Uganda’s earnings from commodity exports increased by 6.7%, growing to USD455.2-million in May from USD426.5-million in April. According to the Ministry of Finance’s Monthly Performance of the Economy report for June, the growth was due to higher receipts from mainly non-coffee exports, among them mineral products, electricity, tea and beans. Gold, a key component in the mineral exports category, has become a major revenue earner for Uganda, making up at least 44% of export receipts. According to the report, the Middle East remained Uganda’s top export destination during the period, accounting for 42.7% of total exports. However, this was a slight decline compared to 44.3% in May 2020. Other major export destinations included the East African Community (EAC) with 25.6%, the rest of Africa (13.64%) and the European Union (11.62%). However, the merchandise trade deficit widened by 50% on a month-on-month basis from USD269.2-million in April to USD322.1-million in May. This was mainly on account of an increase in the import bill, which more than offset the growth in export receipts over the same period. Asia remained the main source of Uganda’s imports, increasing its share from 32% a year ago to 35.3% in May. The EAC and Middle East came in second and third, respectively accounting for 28.5% and 11.8%.

Source: Daily Monitor

Zimbabwe

Government to stimulate manufacturing diversification

The government's 2022 financial plan will carry measures aimed at diversifying Zimbabwe's production structure as authorities target a dynamic economic development, Finance and Economic Development minister Professor Mthuli Ncube has said. The local economy has for far too long been skewed towards the primary industries of agriculture and mining, which has meant that the country has been exporting mostly primary commodities. This dependency on primary commodities makes the country extremely vulnerable to the vagaries of the global market.

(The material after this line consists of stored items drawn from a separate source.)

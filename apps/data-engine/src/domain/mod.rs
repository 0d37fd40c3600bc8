//! Domain Layer - Core market data types and business rules.
//!
//! This layer contains the observation model and its validation rules
//! with no I/O. All types here are pure Rust with serialization support.

/// Market data observations and record validation.
pub mod observation;
//! Tracing and OpenTelemetry Integration
//!
//! Installs the global `tracing` subscriber: an env-filtered fmt layer,
//! plus an OTLP span exporter when OpenTelemetry is enabled.
//!
//! # Environment Variables
//!
//! - `RUST_LOG`: Filter directives (crate default: `data_engine=info`)
//! - `OTEL_ENABLED`: Set to "true" to export spans (default: false)
//! - `OTEL_EXPORTER_OTLP_ENDPOINT`: OTLP gRPC endpoint (default: http://localhost:4317)
//! - `OTEL_SERVICE_NAME`: Service name for traces (default: quant-data-engine)

use opentelemetry::trace::TracerProvider as _;
use opentelemetry_otlp::WithExportConfig;
use opentelemetry_sdk::trace::SdkTracerProvider;
use tracing_subscriber::EnvFilter;
use tracing_subscriber::filter::Directive;
use tracing_subscriber::layer::SubscriberExt;
use tracing_subscriber::util::SubscriberInitExt;

const DEFAULT_SERVICE_NAME: &str = "quant-data-engine";

const DEFAULT_OTLP_ENDPOINT: &str = "http://localhost:4317";

const DEFAULT_DIRECTIVES: [&str; 4] = ["data_engine=info", "turso=warn", "h2=warn", "hyper=warn"];

/// Guard that shuts down OpenTelemetry when dropped.
pub struct TelemetryGuard {
    tracer_provider: Option<SdkTracerProvider>,
}

impl Drop for TelemetryGuard {
    fn drop(&mut self) {
        if let Some(provider) = self.tracer_provider.take()
            && let Err(e) = provider.shutdown()
        {
            eprintln!("Failed to shutdown OpenTelemetry tracer provider: {e}");
        }
    }
}

/// Telemetry configuration.
#[derive(Debug, Clone, PartialEq, Eq)]
pub struct TelemetryConfig {
    /// Whether spans are exported over OTLP.
    pub enabled: bool,
    /// OTLP exporter endpoint.
    pub otlp_endpoint: String,
    /// Service name for traces.
    pub service_name: String,
}

impl Default for TelemetryConfig {
    fn default() -> Self {
        Self {
            enabled: false,
            otlp_endpoint: DEFAULT_OTLP_ENDPOINT.to_string(),
            service_name: DEFAULT_SERVICE_NAME.to_string(),
        }
    }
}

impl TelemetryConfig {
    /// Create configuration from environment variables.
    #[must_use]
    pub fn from_env() -> Self {
        Self::from_lookup(|key| std::env::var(key).ok())
    }

    /// Create configuration from an arbitrary key lookup.
    #[must_use]
    pub fn from_lookup<F>(lookup: F) -> Self
    where
        F: Fn(&str) -> Option<String>,
    {
        let enabled = lookup("OTEL_ENABLED")
            .is_some_and(|v| matches!(v.trim().to_lowercase().as_str(), "true" | "1" | "yes"));

        let otlp_endpoint = lookup("OTEL_EXPORTER_OTLP_ENDPOINT")
            .filter(|v| !v.trim().is_empty())
            .unwrap_or_else(|| DEFAULT_OTLP_ENDPOINT.to_string());

        let service_name = lookup("OTEL_SERVICE_NAME")
            .filter(|v| !v.trim().is_empty())
            .unwrap_or_else(|| DEFAULT_SERVICE_NAME.to_string());

        Self {
            enabled,
            otlp_endpoint,
            service_name,
        }
    }
}

/// Telemetry setup error.
#[derive(Debug, thiserror::Error)]
pub enum TelemetryError {
    /// A filter directive did not parse.
    #[error("invalid filter directive {directive}: {message}")]
    InvalidDirective {
        /// Directive text.
        directive: String,
        /// Parser message.
        message: String,
    },

    /// OTLP exporter could not be built.
    #[error("failed to create OTLP exporter: {0}")]
    Exporter(String),

    /// A global subscriber was already installed.
    #[error("failed to install tracing subscriber: {0}")]
    Install(String),
}

/// Initialize telemetry with configuration from the environment.
///
/// Keep the returned guard alive for the lifetime of the process.
///
/// # Errors
///
/// See [`init_with_config`].
pub fn init() -> Result<TelemetryGuard, TelemetryError> {
    init_with_config(&TelemetryConfig::from_env())
}

/// Initialize telemetry with explicit configuration.
///
/// # Errors
///
/// Returns an error if the exporter cannot be built or a subscriber is
/// already installed.
pub fn init_with_config(config: &TelemetryConfig) -> Result<TelemetryGuard, TelemetryError> {
    let env_filter = build_filter()?;

    let fmt_layer = tracing_subscriber::fmt::layer()
        .with_target(true)
        .with_thread_ids(false)
        .with_file(false)
        .with_line_number(false);

    if !config.enabled {
        tracing_subscriber::registry()
            .with(env_filter)
            .with(fmt_layer)
            .try_init()
            .map_err(|e| TelemetryError::Install(e.to_string()))?;

        return Ok(TelemetryGuard {
            tracer_provider: None,
        });
    }

    let otlp_exporter = opentelemetry_otlp::SpanExporter::builder()
        .with_tonic()
        .with_endpoint(&config.otlp_endpoint)
        .build()
        .map_err(|e| TelemetryError::Exporter(e.to_string()))?;

    let tracer_provider = SdkTracerProvider::builder()
        .with_batch_exporter(otlp_exporter)
        .with_resource(
            opentelemetry_sdk::Resource::builder()
                .with_service_name(config.service_name.clone())
                .build(),
        )
        .build();

    let tracer = tracer_provider.tracer(config.service_name.clone());
    let otel_layer = tracing_opentelemetry::layer().with_tracer(tracer);

    tracing_subscriber::registry()
        .with(env_filter)
        .with(fmt_layer)
        .with(otel_layer)
        .try_init()
        .map_err(|e| TelemetryError::Install(e.to_string()))?;

    Ok(TelemetryGuard {
        tracer_provider: Some(tracer_provider),
    })
}

fn build_filter() -> Result<EnvFilter, TelemetryError> {
    DEFAULT_DIRECTIVES
        .iter()
        .try_fold(EnvFilter::from_default_env(), |filter, raw| {
            let directive: Directive =
                raw.parse().map_err(|e: tracing_subscriber::filter::ParseError| {
                    TelemetryError::InvalidDirective {
                        directive: (*raw).to_string(),
                        message: e.to_string(),
                    }
                })?;
            Ok(filter.add_directive(directive))
        })
}

// =============================================================================
// Tests
// =============================================================================

#[cfg(test)]
mod tests {
    use super::*;
    use std::collections::HashMap;

    #[test]
    fn default_config() {
        let config = TelemetryConfig::from_lookup(|_| None);
        assert_eq!(config, TelemetryConfig::default());
        assert!(!config.enabled);
        assert_eq!(config.service_name, "quant-data-engine");
    }

    #[test]
    fn config_from_env_values() {
        let vars = HashMap::from([
            ("OTEL_ENABLED", "TRUE"),
            ("OTEL_EXPORTER_OTLP_ENDPOINT", "http://collector:4317"),
            ("OTEL_SERVICE_NAME", " "),
        ]);
        let config = TelemetryConfig::from_lookup(|key| vars.get(key).map(ToString::to_string));

        assert!(config.enabled);
        assert_eq!(config.otlp_endpoint, "http://collector:4317");
        assert_eq!(config.service_name, DEFAULT_SERVICE_NAME);
    }

    #[test]
    fn default_directives_parse() {
        assert!(build_filter().is_ok());
    }
}
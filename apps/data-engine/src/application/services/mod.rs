//! Application Services
//!
//! Services that orchestrate domain logic and coordinate between ports.
//!
//! - `SourceRegistry`: Name to source resolution at dispatch time
//! - `IngestionDispatcher`: One symbols × sources sweep with per-pair isolation
//! - `Scheduler`: Tick timer, drop-on-overlap and graceful shutdown

mod dispatcher;
mod registry;
mod scheduler;

pub use dispatcher::{CycleReport, DispatcherSettings, IngestionDispatcher, PairOutcome};
pub use registry::SourceRegistry;
pub use scheduler::{
    Scheduler, SchedulerError, SchedulerSettings, SchedulerState, SchedulerStats, StopOutcome,
};
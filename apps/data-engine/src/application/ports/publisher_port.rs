//! Observation Publisher Port (Driven Port)
//!
//! Interface for republishing observations onto the message bus.

use async_trait::async_trait;

use crate::domain::observation::Observation;

/// Bus publishing error.
#[derive(Debug, Clone, thiserror::Error)]
pub enum BusError {
    /// Bus has been closed.
    #[error("Bus is closed")]
    Closed,

    /// Serialization error.
    #[error("Bus serialization error: {message}")]
    Serialization {
        /// Error details.
        message: String,
    },

    /// Publishing failed.
    #[error("Bus publish failed: {message}")]
    PublishFailed {
        /// Error details.
        message: String,
    },
}

/// Port for publishing observations.
///
/// At-least-once delivery is acceptable.
#[cfg_attr(test, mockall::automock)]
#[async_trait]
pub trait ObservationPublisher: Send + Sync {
    /// Publish a batch of observations.
    async fn publish_observations(&self, observations: &[Observation]) -> Result<(), BusError>;

    /// Verify the bus is reachable.
    async fn health_check(&self) -> Result<(), BusError> {
        Ok(())
    }
}

/// No-op publisher for testing and dry runs.
#[derive(Debug, Clone, Default)]
pub struct NoOpPublisher;

#[async_trait]
impl ObservationPublisher for NoOpPublisher {
    async fn publish_observations(&self, _observations: &[Observation]) -> Result<(), BusError> {
        Ok(())
    }
}
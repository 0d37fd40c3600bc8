//! Infrastructure Layer - Adapters and external integrations.
//!
//! This layer contains the concrete implementations of the port interfaces
//! defined in the application layer, plus process-level concerns.

/// Upstream market data source adapters.
pub mod sources;

/// Durable and in-memory observation stores.
pub mod storage;

/// In-process message bus.
pub mod bus;

/// Configuration loading.
pub mod config;

/// Health check HTTP endpoint.
pub mod health;

/// Prometheus metrics instrumentation.
pub mod metrics;

/// Tracing and OpenTelemetry integration.
pub mod telemetry;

And the coming into play of the African Continental Free Trade Area (AfCFTA) has provided an additional incentive for local manufacturers to up their game. Minister Ncube said value addition and diversification are key elements of the upcoming financial plan. "The export of raw commodities from minerals (such as gold and platinum) and crops (tobacco) with little value addition constrain economic growth and foreign currency receipts as well as undermine socio-economic development of the country. To support drivers of growth, there is need for more value addition on all primary products across all sectors in the country,” said the minister while presenting the 2022 Budget Strategy Paper.

Source: The Herald

Zimbabwe

Zimbabwe opens borders for vaccinated tourists

Tourists that have received the COVID-19 vaccine are now exempt from Zimbabwe’s closure of the border with Zambia. This follows the Zimbabwean government opening the Victoria Falls and Kazungula border posts for such visitors. The government has thus acceded to the request by the Tourism Business Council of Zimbabwe (TBCZ). Wengayi Nhau, the TBCZ president, said the country could adopt a “new normal approach” that includes incentivising vaccinated citizens by allowing them to travel as well as to open the two borders to save the tourism industry from collapse. Many tourism companies were contemplating further laying off workers and closing because of lack of business in an industry hardest hit by COVID-19 because of international and local travel restrictions. In a post-cabinet briefing, Information minister, Monica Mutsvangwa, said the government considered that over 60% of Victoria Falls residents had been vaccinated, hence government eased restrictions on the borders. “Cabinet has acceded to a request by the tourism industry to open the Victoria Falls and Kazungula Border Posts to tourists who are fully vaccinated,” she said. Mutsvangwa, however, said the Level 4 lockdown measures remain in place.